Educação e política de financiamento: reflexões pontuais sobre o custeio da educação pública de Santa Catarina
Por: Juliano Giassi Goularti[1] e Luciane Carminatti[2]
“Esperança, almas antes proibidas simplesmente de falar gritam e cantam; corpos proibidos de pensar discursam e arrebentam as amarras que os prendiam.”
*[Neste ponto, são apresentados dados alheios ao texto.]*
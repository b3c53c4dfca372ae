// src/main.rs

use dotenvy::dotenv;
use quiz_backend::config::Config;
use quiz_backend::routes;
use quiz_backend::state::AppState;
use sqlx::PgPool;
use sqlx::postgres::PgPoolOptions;
use std::net::SocketAddr;
use std::time::Duration;
use tracing_subscriber::{EnvFilter, fmt, layer::SubscriberExt, util::SubscriberInitExt};

const DB_CONNECT_RETRIES: u32 = 5;

#[tokio::main]
async fn main() -> Result<(), Box<dyn std::error::Error>> {
    // Load .env file (if present)
    dotenv().ok();

    // Load configuration from environment
    let config = Config::from_env();

    let file_appender = tracing_appender::rolling::daily("logs", "app.log");
    let (non_blocking, _guard) = tracing_appender::non_blocking(file_appender);
    let env_filter = EnvFilter::new(&config.rust_log);
    let stdout_layer = fmt::layer().with_writer(std::io::stdout).with_target(false);
    let file_layer = fmt::layer().with_writer(non_blocking).with_ansi(false);

    // Initialize Tracing (Logging)
    tracing_subscriber::registry()
        .with(env_filter)
        .with(stdout_layer)
        .with(file_layer)
        .init();

    let pool = connect_with_retry(&config).await?;
    tracing::info!("Database connected...");

    // Run Migrations Automatically
    tracing::info!("Running migrations...");
    sqlx::migrate!("./migrations").run(&pool).await?;
    tracing::info!("Migrations applied successfully.");

    tracing::info!(
        policy = ?config.unmatched_question_policy,
        max_questions = config.quiz_max_limit,
        "Quiz settings loaded"
    );

    let addr = SocketAddr::from(([0, 0, 0, 0], config.server_port));
    let state = AppState::new(pool.clone(), config);

    // Create the Axum application router
    let app = routes::create_router(state);

    let listener = tokio::net::TcpListener::bind(addr).await?;
    tracing::info!("Listening on {}", addr);

    // Start the server
    axum::serve(listener, app)
        .with_graceful_shutdown(shutdown_signal())
        .await?;

    tracing::info!("Server stopped, closing database pool");
    pool.close().await;

    Ok(())
}

/// Initialize Database Pool with Retry
async fn connect_with_retry(config: &Config) -> Result<PgPool, sqlx::Error> {
    let mut retry_count = 0;
    loop {
        match PgPoolOptions::new()
            .max_connections(config.database_max_connections)
            .acquire_timeout(Duration::from_secs(3))
            .connect(&config.database_url)
            .await
        {
            Ok(pool) => return Ok(pool),
            Err(e) => {
                retry_count += 1;
                if retry_count > DB_CONNECT_RETRIES {
                    tracing::error!("Failed to connect to database after {} retries: {}", DB_CONNECT_RETRIES, e);
                    return Err(e);
                }
                tracing::warn!("Database not ready, retrying in 2s... (Attempt {})", retry_count);
                tokio::time::sleep(Duration::from_secs(2)).await;
            }
        }
    }
}

/// Resolves on Ctrl-C or, on Unix, SIGTERM.
async fn shutdown_signal() {
    let ctrl_c = async {
        if let Err(e) = tokio::signal::ctrl_c().await {
            tracing::error!("Failed to listen for Ctrl-C: {}", e);
        }
    };

    #[cfg(unix)]
    let terminate = async {
        match tokio::signal::unix::signal(tokio::signal::unix::SignalKind::terminate()) {
            Ok(mut signal) => {
                signal.recv().await;
            }
            Err(e) => {
                tracing::error!("Failed to install SIGTERM handler: {}", e);
                std::future::pending::<()>().await;
            }
        }
    };

    #[cfg(not(unix))]
    let terminate = std::future::pending::<()>();

    tokio::select! {
        _ = ctrl_c => {},
        _ = terminate => {},
    }

    tracing::info!("Shutdown signal received");
}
Paulo Freire, Pedagogia da Esperança
Primeiras palavras: Paulo Freire, patrono da educação brasileira
Na Pedagogia da Autonomia, Paulo Freire fala que “ensinar exige reflexão crítica sobre a prática” como também “ensinar exige consciência do inacabamento”. Na Pedagogia do Oprimido, Paulo Freire também fala que “alfabetizar é conscientizar” e na Pedagogia da Esperança que é “preciso conscientizar e lutar” contra a concepção autoritária das elites dominantes. Na Ação cultural para a liberdade e outros escritos, que se entrelaça com as demais obras, Paulo Freire fala que o ponto de partida para uma análise deve ser a “compreensão critica dos seres humanos como existentes no mundo e com o mundo.”
Desta forma, por questionar a ditadura militar e por defender a educação como meio de transformação social do homem, Paulo Freire foi preso e logo depois exilado pelos militares, não apenas por suas ideias, mas porque estava empenhado na libertação do homem enquanto sujeito do processo de transformação.